Hell to the no. Why?

1. It’s really fucking hard to do –  No shit, it’s really hard to forgive someone who cheated on you, or abandoned you or abused you physically, emotionally, mentally or sexually or spread a rumor about you or betrayed your friendship or didn’t stick up for you when they should have or disrespected you. Or countless other things that cause us pain, sorrow and anger. But with time and more self-awareness and more willingness to just admit “Yeah, I’m fucking angry and THIS is why”, we start to own our emotions and decide whether we want to continue commiserating with them or if we want to say “Hey anger, you are making me feel extremely unattractive and depleted…I need to do something about it” and not buy ad space on I-55 and announce to the city that so and so has x and x STDs. But rather, recognize the anger and let it transcend into understanding of why YOU are so freaking angry and then move forward from there.

2. That’s why you gotta practice it – You don’t refrain from playing your favorite sport just because there’s a chance you’ll lose. It’s like the mentality that’s ideal for love to blossom and deepen: Just because there’s a chance that it won’t turn out favorably or last forever, doesn’t mean we don’t do it anyways. That’s how you get better at anything…you have to practice. You’re gonna strike out a lot. Trust me. When you’ve held onto hurt and all that dark crap that covers your heart, it can be really tough to let go of it. But until we start, that pain will still resonate deeply and control us.
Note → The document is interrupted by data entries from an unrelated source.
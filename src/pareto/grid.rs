//! Hypercube discretization of objective space.
//!
//! Each objective axis is cut into `G` buckets. The outer buckets are
//! open-ended (`-∞` and `+∞` boundaries) so every real value maps inside;
//! the `G − 1` inner boundaries are evenly spaced across the padded
//! min/max of the archive. Cells are identified by flattening the
//! per-axis bucket indices row-major (last objective varies fastest).
//!
//! The grid has no identity across generations: it is rebuilt every time
//! the archive changes.
//!
//! # References
//!
//! - Coello Coello et al. (2004), "Handling Multiple Objectives With
//!   Particle Swarm Optimization"
//! - Mirjalili et al. (2016), "Multi-objective grey wolf optimizer"

use super::candidate::Candidate;
use std::collections::BTreeMap;

/// Numerator of the cell quality `QUALITY_SCALE / count^β`.
pub const QUALITY_SCALE: f64 = 10.0;

/// Objective-space grid built over an archive.
#[derive(Debug, Clone, PartialEq)]
pub struct Hypercube {
    /// `boundaries[j]` holds the `G + 1` boundaries of objective `j`.
    boundaries: Vec<Vec<f64>>,
    divisions: usize,
}

impl Hypercube {
    /// Builds the grid over the objective vectors of `members`.
    ///
    /// Returns `None` for an empty member set, where no range exists.
    ///
    /// # Panics
    ///
    /// Panics if `divisions` is zero.
    pub fn build(members: &[Candidate], divisions: usize, padding: f64) -> Option<Self> {
        let m = members.first()?.objectives.len();
        let columns: Vec<Vec<f64>> = (0..m)
            .map(|j| members.iter().map(|c| c.objectives[j]).collect())
            .collect();
        Some(Self::from_columns(&columns, divisions, padding))
    }

    /// Builds the grid from per-objective value columns.
    ///
    /// `columns[j]` holds the values of objective `j` across the archive.
    /// Each axis spans `[min − padding·range, max + padding·range]` over
    /// the finite values. Infinite and NaN values fall into the outer
    /// buckets; an axis with no finite value is centred on zero.
    ///
    /// # Example
    ///
    /// ```
    /// use u_pareto::pareto::Hypercube;
    ///
    /// let grid = Hypercube::from_columns(&[vec![10.0, 15.0, 12.0, 20.0, 8.0]], 4, 0.1);
    /// let b = grid.boundaries(0);
    /// assert!(b[0].is_infinite() && b[4].is_infinite());
    /// assert!((b[1] - 6.8).abs() < 1e-9);
    /// assert!((b[3] - 21.2).abs() < 1e-9);
    /// ```
    pub fn from_columns(columns: &[Vec<f64>], divisions: usize, padding: f64) -> Self {
        assert!(divisions > 0, "hypercube needs at least one division");

        let boundaries = columns
            .iter()
            .map(|values| {
                let (min, max) = finite_range(values);
                let pad = match (max - min) * padding {
                    p if p.is_finite() => p,
                    _ => 0.0,
                };

                let mut axis = Vec::with_capacity(divisions + 1);
                axis.push(f64::NEG_INFINITY);
                axis.extend(linspace(min - pad, max + pad, divisions - 1));
                axis.push(f64::INFINITY);
                axis
            })
            .collect();

        Self {
            boundaries,
            divisions,
        }
    }

    /// Number of buckets per objective (`G`).
    pub fn divisions(&self) -> usize {
        self.divisions
    }

    /// Number of objectives the grid spans.
    pub fn objective_count(&self) -> usize {
        self.boundaries.len()
    }

    /// The `G + 1` boundaries of one objective axis.
    pub fn boundaries(&self, objective: usize) -> &[f64] {
        &self.boundaries[objective]
    }

    /// Maps an objective vector to `(cell id, per-objective sub-index)`.
    ///
    /// On each axis the sub-index is one less than the position of the
    /// first boundary `≥ value`, always within `[0, G − 1]`.
    pub fn locate(&self, objectives: &[f64]) -> (usize, Vec<usize>) {
        debug_assert_eq!(objectives.len(), self.boundaries.len());

        let last = self.divisions - 1;
        let sub_index: Vec<usize> = self
            .boundaries
            .iter()
            .zip(objectives)
            .map(|(axis, &value)| {
                axis.iter()
                    .skip(1)
                    .position(|&b| b >= value)
                    .unwrap_or(last) // NaN
                    .min(last)
            })
            .collect();

        (cell_id(&sub_index, self.divisions), sub_index)
    }

    /// Writes `grid_cell` and `grid_sub_index` on every member.
    pub fn assign(&self, members: &mut [Candidate]) {
        for c in members.iter_mut() {
            let (cell, sub_index) = self.locate(&c.objectives);
            c.grid_cell = cell;
            c.grid_sub_index = sub_index;
        }
    }
}

/// Flattens per-axis bucket indices into one cell id (row-major).
pub fn cell_id(sub_index: &[usize], divisions: usize) -> usize {
    sub_index
        .iter()
        .fold(0usize, |acc, &s| acc.wrapping_mul(divisions).wrapping_add(s))
}

/// Total number of cells for `objectives` axes, or `None` on overflow.
pub fn cell_capacity(divisions: usize, objectives: usize) -> Option<usize> {
    let exp = u32::try_from(objectives).ok()?;
    divisions.checked_pow(exp)
}

/// Occupied cells of `members` with their member counts, by ascending id.
pub fn occupied_cells(members: &[Candidate]) -> Vec<(usize, usize)> {
    cell_groups(members, 0..members.len())
        .into_iter()
        .map(|(cell, group)| (cell, group.len()))
        .collect()
}

/// Groups the member indices in `subset` by grid cell, by ascending id.
///
/// Indices keep their iteration order inside each group.
pub(crate) fn cell_groups(
    members: &[Candidate],
    subset: impl IntoIterator<Item = usize>,
) -> Vec<(usize, Vec<usize>)> {
    let mut cells: BTreeMap<usize, Vec<usize>> = BTreeMap::new();
    for i in subset {
        cells.entry(members[i].grid_cell).or_default().push(i);
    }
    cells.into_iter().collect()
}

/// Attractiveness of a cell with `count` members: `10 / count^β`.
///
/// A `pressure` of zero is treated as one.
pub fn quality(count: usize, pressure: f64) -> f64 {
    let beta = if pressure == 0.0 { 1.0 } else { pressure };
    QUALITY_SCALE / (count as f64).powf(beta)
}

/// Min and max over the finite entries of `values`, `(0, 0)` if none.
fn finite_range(values: &[f64]) -> (f64, f64) {
    let (min, max) = values
        .iter()
        .copied()
        .filter(|v| v.is_finite())
        .fold((f64::INFINITY, f64::NEG_INFINITY), |(lo, hi), v| {
            (lo.min(v), hi.max(v))
        });
    if min > max {
        (0.0, 0.0)
    } else {
        (min, max)
    }
}

/// `num` evenly spaced points from `start` to `stop` inclusive.
///
/// A single point sits at the midpoint. Interpolates rather than stepping
/// so a span wider than `f64::MAX` stays finite.
fn linspace(start: f64, stop: f64, num: usize) -> Vec<f64> {
    match num {
        0 => Vec::new(),
        1 => vec![start / 2.0 + stop / 2.0],
        _ => (0..num)
            .map(|i| {
                let t = i as f64 / (num - 1) as f64;
                start * (1.0 - t) + stop * t
            })
            .collect(),
    }
}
3.Remember, no one is walking the same path as you – They haven’t been exactly where you’ve been and you’re only doing the best with what you have. Someone forgiving the person who raped them can feel the exact same as someone forgiving their parent for making them feel inadequate when they were a child. You cannot tell someone your pain is more intense or justified than theirs. And the amount of time it takes you to forgive and for someone else to forgive will be different. We are all  on different courses, working with different energies. You also cannot tell yourself you don’t have a right to feel your pain when so many people have it worse than you. That’s nonsense.  Pain is pain. If someone is telling you that you just need to forgive already, they are most likely projecting their own inability to forgive onto you or if they are the person that needs to be forgiven, they are just trying to emotionally bully you.
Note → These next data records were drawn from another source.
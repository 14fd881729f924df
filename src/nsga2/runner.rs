//! NSGA-II variation operators, survivor selection and runner.
//!
//! Each generation produces `round(pc·N/2)·2` blend-crossover children and
//! `round(pm·N)` Gaussian mutants from uniformly drawn parents. Survivors
//! are the best `N` of parents ∪ offspring by rank, then crowding
//! distance.

use super::config::{Nsga2Config, RankStrategy};
use crate::engine::{
    Bounds, Engine, Evaluator, GenerationContext, NoProgress, ParetoResult, ProgressObserver,
    SearchOperator,
};
use crate::error::ConfigError;
use crate::pareto::{
    assign_crowding_distance, counting_rank, crowded_comparison, front_rank, Archive, Candidate,
};
use rand::seq::index;
use rand::Rng;
use std::sync::atomic::AtomicBool;
use std::sync::Arc;

/// Algorithm name reported in logs, progress events and errors.
pub const NAME: &str = "NSGA-II";

/// Blend crossover with a fresh `α ~ U(0, 1)` per gene.
///
/// `c1 = α·p1 + (1 − α)·p2`, `c2 = α·p2 + (1 − α)·p1`.
pub fn blend_crossover<R: Rng>(p1: &[f64], p2: &[f64], rng: &mut R) -> (Vec<f64>, Vec<f64>) {
    p1.iter()
        .zip(p2)
        .map(|(&a, &b)| {
            let alpha: f64 = rng.random();
            (alpha * a + (1.0 - alpha) * b, alpha * b + (1.0 - alpha) * a)
        })
        .unzip()
}

/// Adds `sigma[d]·N(0, 1)` to `ceil(mu·dim)` distinct genes of `parent`.
pub fn gaussian_mutation<R: Rng>(parent: &[f64], mu: f64, sigma: &[f64], rng: &mut R) -> Vec<f64> {
    let mut child = parent.to_vec();
    let dim = parent.len();
    let genes = ((mu * dim as f64).ceil() as usize).min(dim);
    for d in index::sample(rng, dim, genes) {
        let noise: f64 = rng.sample(rand_distr::StandardNormal);
        child[d] += sigma[d] * noise;
    }
    child
}

/// Keeps the best `n` members of `union` by rank, then crowding distance.
pub fn survivors(mut union: Vec<Candidate>, n: usize, strategy: RankStrategy) -> Vec<Candidate> {
    let fronts = match strategy {
        RankStrategy::Front => front_rank(&mut union),
        RankStrategy::Counting => counting_rank(&mut union),
    };
    assign_crowding_distance(&mut union, &fronts);
    union.sort_by(crowded_comparison);
    union.truncate(n);
    union
}

/// NSGA-II reproduction and survival.
#[derive(Debug, Clone)]
pub struct Nsga2Operator {
    crossover_rate: f64,
    mutation_rate: f64,
    mutation_strength: f64,
    sigma: f64,
    rank: RankStrategy,
}

impl Nsga2Operator {
    pub fn new(config: &Nsga2Config) -> Self {
        Self {
            crossover_rate: config.crossover_rate,
            mutation_rate: config.mutation_rate,
            mutation_strength: config.mutation_strength,
            sigma: config.sigma,
            rank: config.rank,
        }
    }

    /// `(crossover children, mutants)` per generation for population `n`.
    pub fn offspring_counts(&self, n: usize) -> (usize, usize) {
        let crossover = (self.crossover_rate * n as f64 / 2.0).round() as usize * 2;
        let mutation = (self.mutation_rate * n as f64).round() as usize;
        (crossover, mutation)
    }
}

impl SearchOperator for Nsga2Operator {
    fn name(&self) -> &'static str {
        NAME
    }

    fn initialize<R: Rng>(
        &mut self,
        population: Vec<Candidate>,
        _bounds: &Bounds,
        _rng: &mut R,
    ) -> Vec<Candidate> {
        let n = population.len();
        survivors(population, n, self.rank)
    }

    fn propose<R: Rng>(
        &mut self,
        ctx: &GenerationContext<'_>,
        population: &[Candidate],
        _archive: &Archive,
        rng: &mut R,
    ) -> Vec<Vec<f64>> {
        let n = population.len();
        let (n_crossover, n_mutation) = self.offspring_counts(n);
        let sigma: Vec<f64> = (0..ctx.bounds.dimension())
            .map(|d| self.sigma * ctx.bounds.range(d))
            .collect();

        let mut children = Vec::with_capacity(n_crossover + n_mutation);
        for _ in 0..n_crossover / 2 {
            let p1 = &population[rng.random_range(0..n)].position;
            let p2 = &population[rng.random_range(0..n)].position;
            let (c1, c2) = blend_crossover(p1, p2, rng);
            children.push(c1);
            children.push(c2);
        }
        for _ in 0..n_mutation {
            let parent = &population[rng.random_range(0..n)].position;
            children.push(gaussian_mutation(parent, self.mutation_strength, &sigma, rng));
        }
        children
    }

    fn select<R: Rng>(
        &mut self,
        _ctx: &GenerationContext<'_>,
        population: Vec<Candidate>,
        offspring: &[Candidate],
        _rng: &mut R,
    ) -> Vec<Candidate> {
        let n = population.len();
        let mut union = population;
        union.extend_from_slice(offspring);
        for c in union.iter_mut() {
            c.reset_bookkeeping();
        }
        survivors(union, n, self.rank)
    }
}

/// Executes NSGA-II.
pub struct Nsga2Runner;

impl Nsga2Runner {
    /// Runs NSGA-II to its generation budget.
    pub fn run<E: Evaluator>(
        problem: &E,
        config: &Nsga2Config,
    ) -> Result<ParetoResult, ConfigError> {
        Self::run_with(problem, config, &mut NoProgress, None)
    }

    /// Runs NSGA-II with progress reporting and optional cancellation.
    pub fn run_with<E: Evaluator, P: ProgressObserver>(
        problem: &E,
        config: &Nsga2Config,
        observer: &mut P,
        cancel: Option<Arc<AtomicBool>>,
    ) -> Result<ParetoResult, ConfigError> {
        config.validate()?;
        Engine::new(problem, Nsga2Operator::new(config), config.engine.clone())
            .run_with(observer, cancel)
    }
}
4. How you react or move forward, no matter the circumstances, is all on you – One of my favorite quotes reads, “You  are responsible for how you act, no matter how you feel.” How wonderfully powerful. We can choose to not be victims of our circumstances. You do NOT have to be casualties to the things that knock you down in life.You do not have to keep re-telling your stories of “woe is me” and “all men are lying, cheating assholes” and “I was abandoned, therefore I am un-loveable and will always be abandoned” or “why bother, I just keep on getting hurt” or “I don’t trust easily, so you’re gonna have to hop through every fucking hoop in the book before I don’t look at you like all those other people who betrayed me”.
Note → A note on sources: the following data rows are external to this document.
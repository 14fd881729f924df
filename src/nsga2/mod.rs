//! Non-dominated Sorting Genetic Algorithm II (NSGA-II).
//!
//! Elitist real-coded GA: blend crossover and Gaussian mutation produce
//! offspring, and the next population is the best `N` of parents ∪
//! offspring under rank-then-crowding order. Ranking is either the fast
//! non-dominated sort or counting rank, see [`RankStrategy`].
//!
//! # Key Types
//!
//! - [`Nsga2Config`]: rates, mutation step and ranking strategy
//! - [`Nsga2Operator`]: variation and survivor selection
//! - [`Nsga2Runner`]: executes the algorithm
//!
//! # References
//!
//! - Deb, Pratap, Agarwal & Meyarivan (2002), "A Fast and Elitist
//!   Multiobjective Genetic Algorithm: NSGA-II"

mod config;
mod runner;

pub use config::{Nsga2Config, RankStrategy};
pub use runner::{blend_crossover, gaussian_mutation, survivors, Nsga2Operator, Nsga2Runner, NAME};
Okay Mercedes, this all well and good but what do you do in the moments that you just can’t. Don’t you have a little trick that you do because we know you’re not perfect and you’re only teaching us the things that you yourself are learning?

Duuuuuuh. When I’m stuck and can’t quite forgive I un-tense my shoulders, take a deep breath and say, “I send you light and love.” It may take me 5 minutes to talk myself into even uttering those words to someone/something that is making my life, for the moment, so seemingly incredibly miserable, but when I say it…I feel better. And if I don’t feel better as soon as I say it, I say it again. About 13 chants into it, the energy has changed and I feel better.